ACTION ITEM: Go over the entries and report the lines where the word "Dispatching" occurs.

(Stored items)
* * * * * * *

//! Deep links into the companion app and the timed fallback to the install
//! page.
//!
//! Navigating to a custom scheme gives no signal when no app handles it, so
//! a dispatch races the scheme navigation against a fixed countdown. If the
//! page is still around when the countdown runs out, the visitor is sent to
//! the fallback page.

use std::time::Duration;

use tracing::{debug, info};

/// URL scheme registered by the companion app.
pub const APP_SCHEME: &str = "miosegqr";

/// Path of the install page.
pub const GET_APP_PATH: &str = "/get-app";

/// How long a dispatch waits for the app to take over before falling back.
pub const DEFAULT_FALLBACK_DELAY: Duration = Duration::from_millis(1200);

/// Web path of an entry page, with the save marker when requested.
pub fn entry_path(qrx_id: &str, save: bool) -> String {
    let mut path = format!("/qrx/{}", urlencoding::encode(qrx_id));
    if save {
        path.push_str("?save=1");
    }
    path
}

/// `miosegqr://qrx/{id}`: opens the entry in the app.
pub fn open_link(qrx_id: &str) -> String {
    format!("{APP_SCHEME}://qrx/{}", urlencoding::encode(qrx_id))
}

/// `miosegqr://qrx/{id}?save=1`: asks the app to keep the entry so it
/// receives updates.
pub fn save_link(qrx_id: &str) -> String {
    format!("{}?save=1", open_link(qrx_id))
}

pub fn app_link(qrx_id: &str, save: bool) -> String {
    if save {
        save_link(qrx_id)
    } else {
        open_link(qrx_id)
    }
}

/// Deep link through a development client (e.g. Expo Go) instead of the
/// installed app.
pub fn dev_link(base: &str, qrx_id: &str, save: bool) -> String {
    format!(
        "{}{}",
        base.trim_end_matches('/'),
        entry_path(qrx_id, save)
    )
}

/// Install page URL carrying the entry path for later replay.
pub fn fallback_url(qrx_id: &str, save: bool) -> String {
    format!(
        "{GET_APP_PATH}?from={}",
        urlencoding::encode(&entry_path(qrx_id, save))
    )
}

/// Scheme link that replays a site-local path inside the app.
///
/// `/qrx/abc?save=1` becomes `miosegqr://qrx/abc?save=1`.
pub fn app_link_for_path(path: &str) -> String {
    if path.starts_with('/') {
        format!("{APP_SCHEME}:/{path}")
    } else {
        format!("{APP_SCHEME}://{path}")
    }
}

/// Canonical public URL of an entry page.
pub fn web_link(web_base: &str, qrx_id: &str) -> String {
    format!(
        "{}{}",
        web_base.trim_end_matches('/'),
        entry_path(qrx_id, false)
    )
}

/// The `qrx:<id>` token the app stores for an entry.
pub fn qrx_token(qrx_id: &str) -> String {
    format!("{}{qrx_id}", crate::identifier::QRX_PREFIX)
}

/// Where a dispatch goes first, and where it goes if nothing takes over.
#[derive(Debug, Clone, PartialEq, Eq)]
pub struct DeepLinkTarget {
    pub scheme_url: String,
    pub fallback_url: String,
}

impl DeepLinkTarget {
    pub fn new(scheme_url: impl Into<String>, fallback_url: impl Into<String>) -> Self {
        Self {
            scheme_url: scheme_url.into(),
            fallback_url: fallback_url.into(),
        }
    }

    /// Target for the "open in app" control of an entry page.
    pub fn for_entry(qrx_id: &str, save: bool) -> Self {
        Self::new(app_link(qrx_id, save), fallback_url(qrx_id, save))
    }
}

/// How a dispatch ended.
#[derive(Debug, Clone, Copy, PartialEq, Eq)]
pub enum Resolution {
    /// The page was gone when the countdown ran out.
    HandedOff,
    /// The countdown ran out and the fallback navigation was issued.
    FellBack,
}

#[derive(Debug, Clone, Copy, PartialEq, Eq)]
pub enum DispatchState {
    Idle,
    Dispatching,
    Resolved(Resolution),
}

/// The browser side of a dispatch.
pub trait Navigator: Send + Sync {
    /// Point the current page at `url`. Fire-and-forget.
    fn navigate(&self, url: &str);

    /// Whether this page is still the one being shown. Returns `false` once
    /// another application or page has taken over.
    fn is_page_alive(&self) -> bool {
        true
    }
}

/// One "open in app" control.
///
/// `Idle -> Dispatching -> Resolved`. Activation is accepted once; the
/// countdown cannot be cancelled and the scheme navigation is never retried.
#[derive(Debug, Clone)]
pub struct DeepLinkDispatch {
    target: DeepLinkTarget,
    delay: Duration,
    state: DispatchState,
}

impl DeepLinkDispatch {
    pub fn new(target: DeepLinkTarget, delay: Duration) -> Self {
        Self {
            target,
            delay,
            state: DispatchState::Idle,
        }
    }

    pub fn with_default_delay(target: DeepLinkTarget) -> Self {
        Self::new(target, DEFAULT_FALLBACK_DELAY)
    }

    pub fn state(&self) -> DispatchState {
        self.state
    }

    pub fn delay(&self) -> Duration {
        self.delay
    }

    pub fn target(&self) -> &DeepLinkTarget {
        &self.target
    }

    /// Attempt the scheme navigation and start the countdown.
    ///
    /// Returns the countdown length, or `None` if this control was already
    /// activated.
    pub fn activate<N: Navigator + ?Sized>(&mut self, navigator: &N) -> Option<Duration> {
        if self.state != DispatchState::Idle {
            debug!(state = ?self.state, "Ignoring repeated activation");
            return None;
        }
        info!(url = %self.target.scheme_url, "Dispatching deep link");
        navigator.navigate(&self.target.scheme_url);
        self.state = DispatchState::Dispatching;
        Some(self.delay)
    }

    /// Countdown ran out. Falls back unless the page has been left.
    ///
    /// Returns `None` when there is no countdown running.
    pub fn countdown_elapsed<N: Navigator + ?Sized>(
        &mut self,
        navigator: &N,
    ) -> Option<Resolution> {
        if self.state != DispatchState::Dispatching {
            return None;
        }
        let resolution = if navigator.is_page_alive() {
            info!(url = %self.target.fallback_url, "No handoff, navigating to fallback");
            navigator.navigate(&self.target.fallback_url);
            Resolution::FellBack
        } else {
            debug!("Page left before countdown, assuming handoff");
            Resolution::HandedOff
        };
        self.state = DispatchState::Resolved(resolution);
        Some(resolution)
    }

    /// Full dispatch: activate, wait out the countdown, resolve.
    pub async fn run<N: Navigator + ?Sized>(&mut self, navigator: &N) -> Option<Resolution> {
        let delay = self.activate(navigator)?;
        tokio::time::sleep(delay).await;
        self.countdown_elapsed(navigator)
    }
}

* * * * * * *

RESPONSE TO THIS TASK:
    Dispatching,
/// `Idle -> Dispatching -> Resolved`. Activation is accepted once; the
        info!(url = %self.target.scheme_url, "Dispatching deep link");
        self.state = DispatchState::Dispatching;
        if self.state != DispatchState::Dispatching {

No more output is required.